Supremo rejeita queixa-crime de Jereissati contra Berzoini

O Supremo Tribunal Federal manteve a decisão de arquivar a queixa-crime do senador Tasso Jereissati (PSDB-CE) contra o deputado federal Ricardo Berzoini (PT-SP). Os ministros acolheram parecer do procurador-geral da República, Antonio Fernando Souza, para quem não houve ofensas nas entrevistas de Jereissati e Berzoini ao jornal Folha de S. Paulo.

“Tasso Jereissati e Ricardo Berzoini, agindo como representantes dos respectivos partidos políticos, protagonizaram, naquela ocasião, o próprio embate caracterizado na disputa eleitoral pela Presidência da República”, afirmou procurador.

O deputado tucano recorreu ao STF contra decisão do ministro Joaquim Barbosa, que mandou arquivar a queixa. O plenário do Supremo decidiu, por maioria, manter a decisão de Barbosa. Apenas o ministro Marco Aurélio votou pelo acolhimento da queixa.

De acordo com Antonio Fernando, por se tratar de crime eleitoral, apenas o Ministério Público poderia apresentar uma ação penal pública. Também por esse motivo, não caberia discutir se Berzoini estaria ou não imune a um processo na Justiça Comum.

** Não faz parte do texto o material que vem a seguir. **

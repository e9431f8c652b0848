// Copyright 2025 eraflo
//
// Licensed under the Apache License, Version 2.0 (the "License");
// you may not use this file except in compliance with the License.
// You may obtain a copy of the License at
//
//     http://www.apache.org/licenses/LICENSE-2.0
//
// Unless required by applicable law or agreed to in writing, software
// distributed under the License is distributed on an "AS IS" BASIS,
// WITHOUT WARRANTIES OR CONDITIONS OF ANY KIND, either express or implied.
// See the License for the specific language governing permissions and
// limitations under the License.

use std::sync::atomic::{AtomicU64, Ordering};
use std::time::{Duration, Instant};

/// A monotonic stopwatch measuring the time elapsed since its last reset.
///
/// The reset instant is stored as an atomic nanosecond offset from the moment
/// the clock was created, so a `Clock` behind an `Arc` can be reset by its
/// owning loop while another thread samples [`elapsed`](Self::elapsed).
#[derive(Debug)]
pub struct Clock {
    origin: Instant,
    reset_offset_nanos: AtomicU64,
}

impl Clock {
    /// Creates a new clock, started at the moment of creation.
    ///
    /// ## Returns
    /// A new instance of the Clock struct.
    #[inline]
    pub fn new() -> Self {
        Self {
            origin: Instant::now(),
            reset_offset_nanos: AtomicU64::new(0),
        }
    }

    /// Resets the clock so that the elapsed time starts again from zero.
    pub fn reset(&self) {
        let offset = self.origin.elapsed().as_nanos() as u64;
        self.reset_offset_nanos.store(offset, Ordering::Release);
    }

    /// Returns the instant of the last reset (or of creation).
    pub fn reset_time(&self) -> Instant {
        self.origin + Duration::from_nanos(self.reset_offset_nanos.load(Ordering::Acquire))
    }

    /// Returns the time elapsed since the last reset.
    ///
    /// Never negative: a reset racing this call yields a zero duration.
    #[inline]
    pub fn elapsed(&self) -> Duration {
        Instant::now().saturating_duration_since(self.reset_time())
    }

    /// Returns the elapsed time in seconds as f64.
    #[inline]
    pub fn elapsed_seconds(&self) -> f64 {
        self.elapsed().as_secs_f64()
    }

    /// Returns the elapsed time in whole milliseconds.
    #[inline]
    pub fn elapsed_milliseconds(&self) -> u128 {
        self.elapsed().as_millis()
    }

    /// Returns the elapsed time in whole microseconds.
    #[inline]
    pub fn elapsed_microseconds(&self) -> u128 {
        self.elapsed().as_micros()
    }

    /// Returns the elapsed time in whole nanoseconds.
    #[inline]
    pub fn elapsed_nanoseconds(&self) -> u128 {
        self.elapsed().as_nanos()
    }
}

impl Default for Clock {
    fn default() -> Self {
        Self::new()
    }
}
// Copyright 2025 eraflo
//
// Licensed under the Apache License, Version 2.0 (the "License");
// you may not use this file except in compliance with the License.
// You may obtain a copy of the License at
//
//     http://www.apache.org/licenses/LICENSE-2.0
//
// Unless required by applicable law or agreed to in writing, software
// distributed under the License is distributed on an "AS IS" BASIS,
// WITHOUT WARRANTIES OR CONDITIONS OF ANY KIND, either express or implied.
// See the License for the specific language governing permissions and
// limitations under the License.

//! # Ember Runtime
//!
//! The dual-rate loop tying a window to a [`GameStateManager`](ember_control::GameStateManager).
//!
//! ```text
//!  render thread (caller)            update thread ("ember-update")
//!  ----------------------            ------------------------------
//!  poll window events  ──input──►   manager.update(step * time_speed)
//!  manager.render(delta)            update governor.next()
//!  render governor.next()
//! ```

pub mod config;
pub mod control;
pub mod error;
pub mod game_loop;

pub use config::LoopConfig;
pub use control::LoopControl;
pub use error::{ConfigError, LoopError};
pub use game_loop::GameLoop;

Quanto à acusação de ofender a memória do pai de Jereissati, citado na entrevista por Berzoini, a PGR entende que a referência a uma suposta matéria “cuja veracidade não se podia, a princípio, concluir” e as palavras utilizadas pelo deputado não se constituírem em desrespeito, sobretudo pelo discurso não se estender à esfera pessoal.

A queixa

A queixa-crime de Tasso narrava prática de crime de injúria e difamação pelo deputado contra o senador e seu pai, em entrevista concedida à Folha em setembro do ano passado. Berzoini teria imputado ao pai de Tasso Jereissati, Carlos Jereissati, morto em 1963, o envolvimento em “acusações pesadas”.

Conforme a queixa, na entrevista Berzoni teria dito: “Outro dia eu vi o recorte do Jornal ‘O Globo’, de 50 anos atrás, com acusações pesadas contra o pai do senador Tasso Jereissati. Eu, ao ler aquele jornal, não concluí imediatamente que as acusações eram verdadeiras. Mas Tasso seria uma pessoa com quem eu nunca faria aliança. Ele é muito preconceituoso, não reconhece que o governo que ele apoiou por oito anos fez alianças com as mesmas pessoas com que ele agora não quer que o PT faça”.

Para Jereissati, a referida declaração “conspurca a honra do pai do querelado, pois lança a pública a existência de algo grave ocorrido no passado, sonegando ao leitor o conhecimento da suposta denúncia e respectivo desfecho do caso concreto”. A queixa, contudo, não foi acolhida.